Amiibo have proven to be one of Nintendo’s most fruitful ventures in recent history. Despite gaining an ill reputation due to the exclusivity and limited quantities of certain figurines, it is difficult to debate against the blockbuster nature of Amiibo after they have outperformed even the company’s Wii U with almost 15 million figurines sold worldwide in under a year. Meanwhile, Nintendo has recently published its 2015 Corporate Social Responsibility report, in which the company emphasizes the success of its NFC figures since their unveiling at last year’s E3. The digest version of the report has even gone on to describe the process of molding and testing Amiibo, about which the company had the following to say!

“Nintendo has developed a variety of game systems such as Wii U and Nintendo 3DS. However, amiibo development was extremely challenging because we couldn’t use our existing knowledge at all and had to proceed through everything by trial and error.

“For example, when we make a game system we usually make a mold of each part by cutting the metal directly from 3D data using a drill or some other tool. For a figure, however, you use almost no machinery at all to make the mold, and do everything by hand instead. For amiibo, we started by creating a master. We then took this master apart to consider how to easily coat colors or create each mold. Link, for example, has 24 separate pieces.

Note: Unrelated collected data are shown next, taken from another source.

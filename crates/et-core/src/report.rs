//! Serializable artifacts built from a finished extraction.

use serde::Serialize;

use crate::bucket::{BucketName, Buckets};
use crate::record::{RecordJson, delta_secs, round_secs};
use crate::stats::{BucketStats, Summary};
use crate::tracker::Extraction;

/// Average component durations across tool-complete records.
#[derive(Debug, Clone, Copy, PartialEq, Serialize)]
pub struct CompositeAverages {
    pub avg_tool_time: f64,
    pub avg_llm_time: f64,
}

/// Detail artifact for one bucket.
#[derive(Debug, Clone, PartialEq, Serialize)]
pub struct BucketArtifact {
    pub stats: BucketStats,
    #[serde(skip_serializing_if = "Option::is_none")]
    pub composite: Option<CompositeAverages>,
    pub records: Vec<RecordJson>,
}

/// Everything derived from one log.
#[derive(Debug, Clone)]
pub struct Report {
    pub extraction: Extraction,
    pub buckets: Buckets,
    pub summary: Summary,
}

impl Report {
    pub fn build(extraction: Extraction) -> Self {
        let buckets = Buckets::classify(&extraction.records);
        let summary = Summary::from_records(&extraction.records);
        Self {
            extraction,
            buckets,
            summary,
        }
    }

    pub fn artifact(&self, name: BucketName) -> BucketArtifact {
        let records = self.buckets.get(name);
        let composite = (name == BucketName::ToolComplete && !records.is_empty()).then(|| {
            let parts: Vec<_> = records.iter().filter_map(|r| r.composite.as_ref()).collect();
            #[allow(clippy::cast_precision_loss)]
            let n = parts.len().max(1) as f64;
            let tool: f64 = parts.iter().map(|c| delta_secs(c.tool_duration)).sum();
            let llm: f64 = parts.iter().map(|c| delta_secs(c.llm_duration)).sum();
            CompositeAverages {
                avg_tool_time: round_secs(tool / n),
                avg_llm_time: round_secs(llm / n),
            }
        });

        BucketArtifact {
            stats: BucketStats::from_records(records),
            composite,
            records: records.iter().map(|r| r.to_json()).collect(),
        }
    }

    /// Every bucket's artifact, in [`BucketName::ALL`] order.
    pub fn artifacts(&self) -> impl Iterator<Item = (BucketName, BucketArtifact)> + '_ {
        BucketName::ALL
            .into_iter()
            .map(|name| (name, self.artifact(name)))
    }
}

“We took a cast of the first mold by pressing clay into each part of the master and then coating it with silicon. Finally, after repeatedly duplicating the mold with harder substances, we used iron to create a metal mold. Although we could not apply our existing knowledge or experiences, we learned along the way as we pursued absolute quality.”
— Nintendo CSR 2015

When it comes to testing the physical models, the report notes how every individual Nintendo character comes in different shapes and sizes, and that each of these models had to be tested in order to be safe for children. Among the tests it has noted are checking for dangerously sharp or pointy edges and whether parts, if pulled or twisted apart, break off safely.

The CSR report is available to the public, so you can either read the full version of it
here, or the digest version here instead if you fancy a quicker read!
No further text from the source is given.